◆ WORK ORDER
Go over the data below line by line, and state how many lines contain the string "removed". Give the number only.
(SOURCE DATA begins)
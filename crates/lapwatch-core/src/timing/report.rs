// Copyright 2025 eraflo
//
// Licensed under the Apache License, Version 2.0 (the "License");
// you may not use this file except in compliance with the License.
// You may obtain a copy of the License at
//
//     http://www.apache.org/licenses/LICENSE-2.0
//
// Unless required by applicable law or agreed to in writing, software
// distributed under the License is distributed on an "AS IS" BASIS,
// WITHOUT WARRANTIES OR CONDITIONS OF ANY KIND, either express or implied.
// See the License for the specific language governing permissions and
// limitations under the License.

//! Sinks for formatted elapsed-time lines.

use std::cell::RefCell;
use std::io::{self, Write};
use std::rc::Rc;

/// Receives one formatted line per reporting event.
///
/// Any `FnMut(&str) -> io::Result<()>` closure is a reporter. Failures are
/// handed back to the stopwatch, which propagates them to its caller.
pub trait Reporter {
    /// Emits `line`.
    fn report(&mut self, line: &str) -> io::Result<()>;
}

impl<F> Reporter for F
where
    F: FnMut(&str) -> io::Result<()>,
{
    fn report(&mut self, line: &str) -> io::Result<()> {
        self(line)
    }
}

/// Writes each line to standard output. This is the default reporter.
#[derive(Debug, Default, Clone, Copy)]
pub struct StdoutReporter;

impl Reporter for StdoutReporter {
    fn report(&mut self, line: &str) -> io::Result<()> {
        let mut stdout = io::stdout().lock();
        writeln!(stdout, "{line}")
    }
}

/// Keeps every reported line in memory.
///
/// Clones share the same buffer, so one clone can be given to a stopwatch
/// while another is kept to inspect what was reported.
#[derive(Debug, Default, Clone)]
pub struct MemoryReporter {
    lines: Rc<RefCell<Vec<String>>>,
}

impl MemoryReporter {
    /// Creates an empty reporter.
    pub fn new() -> Self {
        Self::default()
    }

    /// Returns a copy of the lines reported so far.
    pub fn lines(&self) -> Vec<String> {
        self.lines.borrow().clone()
    }

    /// Number of lines reported so far.
    pub fn count(&self) -> usize {
        self.lines.borrow().len()
    }

    /// The most recent line, if any.
    pub fn last(&self) -> Option<String> {
        self.lines.borrow().last().cloned()
    }
}

impl Reporter for MemoryReporter {
    fn report(&mut self, line: &str) -> io::Result<()> {
        self.lines.borrow_mut().push(line.to_string());
        Ok(())
    }
}
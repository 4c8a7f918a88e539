// Copyright 2025 eraflo
//
// Licensed under the Apache License, Version 2.0 (the "License");
// you may not use this file except in compliance with the License.
// You may obtain a copy of the License at
//
//     http://www.apache.org/licenses/LICENSE-2.0
//
// Unless required by applicable law or agreed to in writing, software
// distributed under the License is distributed on an "AS IS" BASIS,
// WITHOUT WARRANTIES OR CONDITIONS OF ANY KIND, either express or implied.
// See the License for the specific language governing permissions and
// limitations under the License.

//! Duration store implementations.

pub mod memory_store;

pub use memory_store::InMemoryDurationStore;
//! Document flattening - lift the fields of a nested `Data` object
//!
//! The transform copies `AppointmentId`, `TimestampUtc` and `Discipline`
//! from `Data` to the top level of the document and then removes `Data`.
//! Top-level key order is preserved; lifted keys are appended unless they
//! already exist.

pub mod error;
pub mod transform;
pub mod types;
pub mod writer;

pub use error::{FlattenError, FlattenResult};
pub use transform::Flattener;
pub use types::{FlattenConfig, MissingDataPolicy, OutputFormat, DATA_KEY, LIFTED_FIELDS};
pub use writer::DocumentWriter;
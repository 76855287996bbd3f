//! Error types for flattening.

use thiserror::Error;

/// Errors that can occur while flattening a document.
#[derive(Debug, Error)]
pub enum FlattenError {
    /// Input text is not well-formed JSON.
    #[error("Failed to parse JSON: {0}")]
    Parse(#[source] serde_json::Error),

    /// Input bytes rejected by the SIMD parser.
    #[error("Failed to parse JSON: {0}")]
    SimdParse(#[from] simd_json::Error),

    /// Input nests arrays or objects deeper than the parser allows.
    #[error("Failed to parse JSON: nesting exceeds {limit} levels")]
    TooDeep { limit: usize },

    /// The document root is not an object.
    #[error("Expected a JSON object at the top level, found {found}")]
    NotAnObject { found: &'static str },

    /// The document has no `Data` key.
    #[error("Document has no `Data` object")]
    MissingData,

    /// `Data` is present but is not an object.
    #[error("Expected `Data` to be an object, found {found}")]
    DataNotAnObject { found: &'static str },

    /// The flattened document could not be serialized.
    #[error("Failed to serialize JSON: {0}")]
    Serialize(#[source] serde_json::Error),

    /// Reading the input or writing the output failed.
    #[error("I/O error: {0}")]
    Io(#[from] std::io::Error),
}

impl FlattenError {
    /// Input was not syntactically valid JSON
    pub fn is_parse(&self) -> bool {
        matches!(
            self,
            FlattenError::Parse(_) | FlattenError::SimdParse(_) | FlattenError::TooDeep { .. }
        )
    }

    /// Input parsed but did not have the expected shape
    pub fn is_shape(&self) -> bool {
        matches!(
            self,
            FlattenError::NotAnObject { .. }
                | FlattenError::MissingData
                | FlattenError::DataNotAnObject { .. }
        )
    }
}

/// Result type for flattening operations.
pub type FlattenResult<T> = Result<T, FlattenError>;
use crate::flatten::error::{FlattenError, FlattenResult};
use crate::flatten::types::{kind_of, FlattenConfig, MissingDataPolicy, DATA_KEY, LIFTED_FIELDS};
use serde_json::{Map, Value};
use tracing::{debug, warn};

/// Deepest array/object nesting accepted, matching serde_json's default
/// recursion limit so every parse path rejects the same documents
pub const MAX_DEPTH: usize = 128;

/// Lifts the fields of the nested `Data` object to the top level
#[derive(Debug, Clone, Default)]
pub struct Flattener {
    config: FlattenConfig,
}

impl Flattener {
    pub fn new(config: FlattenConfig) -> Self {
        Flattener { config }
    }

    pub fn config(&self) -> &FlattenConfig {
        &self.config
    }

    /// Parse JSON text, flatten it and serialize the result
    pub fn transform(&self, input: &str) -> FlattenResult<String> {
        let value: Value = serde_json::from_str(input).map_err(FlattenError::Parse)?;
        self.flatten_and_render(value)
    }

    /// Same as [`Flattener::transform`] for raw UTF-8 bytes
    pub fn transform_slice(&self, input: &[u8]) -> FlattenResult<String> {
        let value: Value = serde_json::from_slice(input).map_err(FlattenError::Parse)?;
        self.flatten_and_render(value)
    }

    /// Parse with simd-json. The buffer is used as scratch space and is
    /// left in an unspecified state.
    pub fn transform_simd(&self, input: &mut [u8]) -> FlattenResult<String> {
        let value = parse_simd(input)?;
        self.flatten_and_render(value)
    }

    /// Parse raw bytes and flatten, leaving serialization to the caller
    pub fn flatten_slice(&self, input: &[u8], simd: bool) -> FlattenResult<Value> {
        let value = if simd {
            let mut scratch = input.to_vec();
            parse_simd(&mut scratch)?
        } else {
            serde_json::from_slice(input).map_err(FlattenError::Parse)?
        };
        self.flatten_value(value)
    }

    fn flatten_and_render(&self, value: Value) -> FlattenResult<String> {
        let flattened = self.flatten_value(value)?;
        self.config
            .output
            .render(&flattened)
            .map_err(FlattenError::Serialize)
    }

    /// Flatten an already parsed document.
    ///
    /// Lifted fields missing from `Data` are left out of the result, and a
    /// top-level key of the same name is removed. The result never has a
    /// `Data` key.
    pub fn flatten_value(&self, value: Value) -> FlattenResult<Value> {
        let mut doc = match value {
            Value::Object(doc) => doc,
            other => {
                return Err(FlattenError::NotAnObject {
                    found: kind_of(&other),
                })
            }
        };

        // `Data` is detached and its fields moved out; the resulting key
        // order is the same as copying first and deleting after.
        let mut source = match doc.shift_remove(DATA_KEY) {
            Some(Value::Object(data)) => data,
            Some(other) => self.tolerate(FlattenError::DataNotAnObject {
                found: kind_of(&other),
            })?,
            None => self.tolerate(FlattenError::MissingData)?,
        };
        debug!(fields = source.len(), "removed Data from document");

        for field in LIFTED_FIELDS {
            match source.swap_remove(field) {
                Some(value) => {
                    debug!(field, "lifting field from Data");
                    doc.insert(field.to_string(), value);
                }
                None => {
                    debug!(field, "field absent from Data");
                    doc.shift_remove(field);
                }
            }
        }

        Ok(Value::Object(doc))
    }

    /// Under the lenient policy a shape problem yields an empty source
    fn tolerate(&self, err: FlattenError) -> FlattenResult<Map<String, Value>> {
        match self.config.missing_data {
            MissingDataPolicy::Strict => Err(err),
            MissingDataPolicy::Lenient => {
                warn!(error = %err, "no usable Data object, lifted fields left absent");
                Ok(Map::new())
            }
        }
    }
}

/// simd-json recurses without a limit, so the nesting is checked up front
fn parse_simd(input: &mut [u8]) -> FlattenResult<Value> {
    check_depth(input, MAX_DEPTH)?;
    Ok(simd_json::serde::from_slice(input)?)
}

/// Scan brackets outside string literals and fail once nesting reaches `limit`
fn check_depth(input: &[u8], limit: usize) -> FlattenResult<()> {
    let mut depth = 0usize;
    let mut in_string = false;
    let mut escaped = false;

    for &byte in input {
        if in_string {
            if escaped {
                escaped = false;
            } else if byte == b'\\' {
                escaped = true;
            } else if byte == b'"' {
                in_string = false;
            }
            continue;
        }

        match byte {
            b'"' => in_string = true,
            b'[' | b'{' => {
                depth += 1;
                if depth >= limit {
                    return Err(FlattenError::TooDeep { limit });
                }
            }
            b']' | b'}' => depth = depth.saturating_sub(1),
            _ => {}
        }
    }

    Ok(())
}
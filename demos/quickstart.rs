/// Quickstart example - flatten one appointment event
use hoist::{FlattenConfig, Flattener};
use serde_json::json;

fn main() -> anyhow::Result<()> {
    println!("=== Hoist Quick Start ===\n");

    let event = json!({
        "Data": {
            "AppointmentId": "A1",
            "TimestampUtc": "2023-01-01T00:00:00Z",
            "Discipline": "Cardiology",
            "Room": "3B"
        },
        "Status": "ok"
    });

    println!("Original JSON:");
    println!("{}\n", serde_json::to_string_pretty(&event)?);

    let flattener = Flattener::new(FlattenConfig::default().pretty());
    let flattened = flattener.transform(&event.to_string())?;

    println!("Flattened JSON:");
    println!("{}\n", flattened);

    // A second pass has no Data left to read from
    let lenient = Flattener::new(FlattenConfig::default().lenient());
    println!("Second pass (lenient): {}", lenient.transform(&flattened)?);

    Ok(())
}
use serde::{Deserialize, Serialize};
use serde_json::Value;

/// Key of the nested object whose fields are lifted
pub const DATA_KEY: &str = "Data";

/// Fields copied from `Data` to the top level, in insertion order
pub const LIFTED_FIELDS: [&str; 3] = ["AppointmentId", "TimestampUtc", "Discipline"];

/// What to do when the document has no usable `Data` object
#[derive(Debug, Clone, Copy, PartialEq, Eq, Default, Serialize, Deserialize)]
#[serde(rename_all = "lowercase")]
pub enum MissingDataPolicy {
    /// Missing or non-object `Data` is an error
    #[default]
    Strict,
    /// Missing or non-object `Data` leaves every lifted field absent
    Lenient,
}

/// How the flattened document is serialized
#[derive(Debug, Clone, Copy, PartialEq, Eq, Default, Serialize, Deserialize)]
#[serde(rename_all = "lowercase")]
pub enum OutputFormat {
    #[default]
    Compact,
    Pretty,
}

impl OutputFormat {
    pub fn render(self, value: &Value) -> serde_json::Result<String> {
        match self {
            OutputFormat::Compact => serde_json::to_string(value),
            OutputFormat::Pretty => serde_json::to_string_pretty(value),
        }
    }
}

/// Configuration for the flattening process
#[derive(Debug, Clone, Default, PartialEq, Eq, Serialize, Deserialize)]
#[serde(default)]
pub struct FlattenConfig {
    /// Policy for a missing or malformed `Data` object
    pub missing_data: MissingDataPolicy,

    /// Output serialization style
    pub output: OutputFormat,
}

impl FlattenConfig {
    pub fn lenient(mut self) -> Self {
        self.missing_data = MissingDataPolicy::Lenient;
        self
    }

    pub fn pretty(mut self) -> Self {
        self.output = OutputFormat::Pretty;
        self
    }
}

/// Short JSON type name used in error messages and logs
pub fn kind_of(value: &Value) -> &'static str {
    match value {
        Value::Null => "null",
        Value::Bool(_) => "boolean",
        Value::Number(_) => "number",
        Value::String(_) => "string",
        Value::Array(_) => "array",
        Value::Object(_) => "object",
    }
}

#[cfg(test)]
mod tests {
    use super::*;
    use serde_json::json;

    #[test]
    fn test_default_config() {
        let config = FlattenConfig::default();
        assert_eq!(config.missing_data, MissingDataPolicy::Strict);
        assert_eq!(config.output, OutputFormat::Compact);
    }

    #[test]
    fn test_config_from_json() {
        let config: FlattenConfig =
            serde_json::from_value(json!({"missing_data": "lenient"})).unwrap();
        assert_eq!(config, FlattenConfig::default().lenient());
    }

    #[test]
    fn test_pretty_output() {
        let out = OutputFormat::Pretty.render(&json!({"a": 1})).unwrap();
        assert!(out.contains('\n'));
        assert_eq!(OutputFormat::Compact.render(&json!({"a": 1})).unwrap(), r#"{"a":1}"#);
    }
}
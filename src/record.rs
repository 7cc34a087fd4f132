// Generic record trait for any storable type

use crate::error::ValidationErrors;
use serde::{Deserialize, Serialize};
use uuid::Uuid;

/// Core trait that any storable record must implement
pub trait Record: Serialize + for<'de> Deserialize<'de> + Clone + Send + Sync + 'static {
    /// Unique identifier for this record
    fn id(&self) -> &str;

    /// Replace the identifier (only the store assigns ids)
    fn set_id(&mut self, id: String);

    /// Collection name for this record type, used in log output
    fn collection_name() -> &'static str
    where
        Self: Sized;

    /// Canonical serialized field names.
    ///
    /// Incoming documents have their keys matched against these without
    /// regard to case and rewritten to the canonical spelling before
    /// deserialization.
    fn field_names() -> &'static [&'static str]
    where
        Self: Sized;

    /// Check field constraints; runs before create and update touch the store
    fn validate(&self) -> Result<(), ValidationErrors> {
        Ok(())
    }

    /// Whether this record carries a usable id
    fn has_id(&self) -> bool {
        !is_blank_id(self.id())
    }
}

/// Generate a fresh record id (UUID v7, so ids sort by creation time)
pub fn new_id() -> String {
    Uuid::now_v7().to_string()
}

/// Empty, whitespace-only and nil-UUID ids all count as "no id"
pub fn is_blank_id(id: &str) -> bool {
    let id = id.trim();
    id.is_empty() || Uuid::parse_str(id).map(|u| u.is_nil()).unwrap_or(false)
}

#[cfg(test)]
mod tests {
    use super::*;

    #[derive(Debug, Clone, Serialize, Deserialize)]
    struct TestRecord {
        id: String,
        name: String,
    }

    impl Record for TestRecord {
        fn id(&self) -> &str {
            &self.id
        }

        fn set_id(&mut self, id: String) {
            self.id = id;
        }

        fn collection_name() -> &'static str {
            "test"
        }

        fn field_names() -> &'static [&'static str] {
            &["id", "name"]
        }
    }

    #[test]
    fn test_record_trait_implementation() {
        let mut record = TestRecord {
            id: String::new(),
            name: "Test".to_string(),
        };

        assert!(!record.has_id());
        assert!(record.validate().is_ok());
        assert_eq!(TestRecord::collection_name(), "test");

        record.set_id("test-1".to_string());
        assert_eq!(record.id(), "test-1");
        assert!(record.has_id());
    }

    #[test]
    fn test_blank_ids() {
        assert!(is_blank_id(""));
        assert!(is_blank_id("   "));
        assert!(is_blank_id("00000000-0000-0000-0000-000000000000"));
        assert!(!is_blank_id("task-1"));
        assert!(!is_blank_id(&new_id()));
    }

    #[test]
    fn test_new_id_is_unique() {
        let a = new_id();
        let b = new_id();
        assert_ne!(a, b);
        assert!(Uuid::parse_str(&a).is_ok());
    }
}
(SOURCE DATA ends)
◆ TASK RESPONSE
2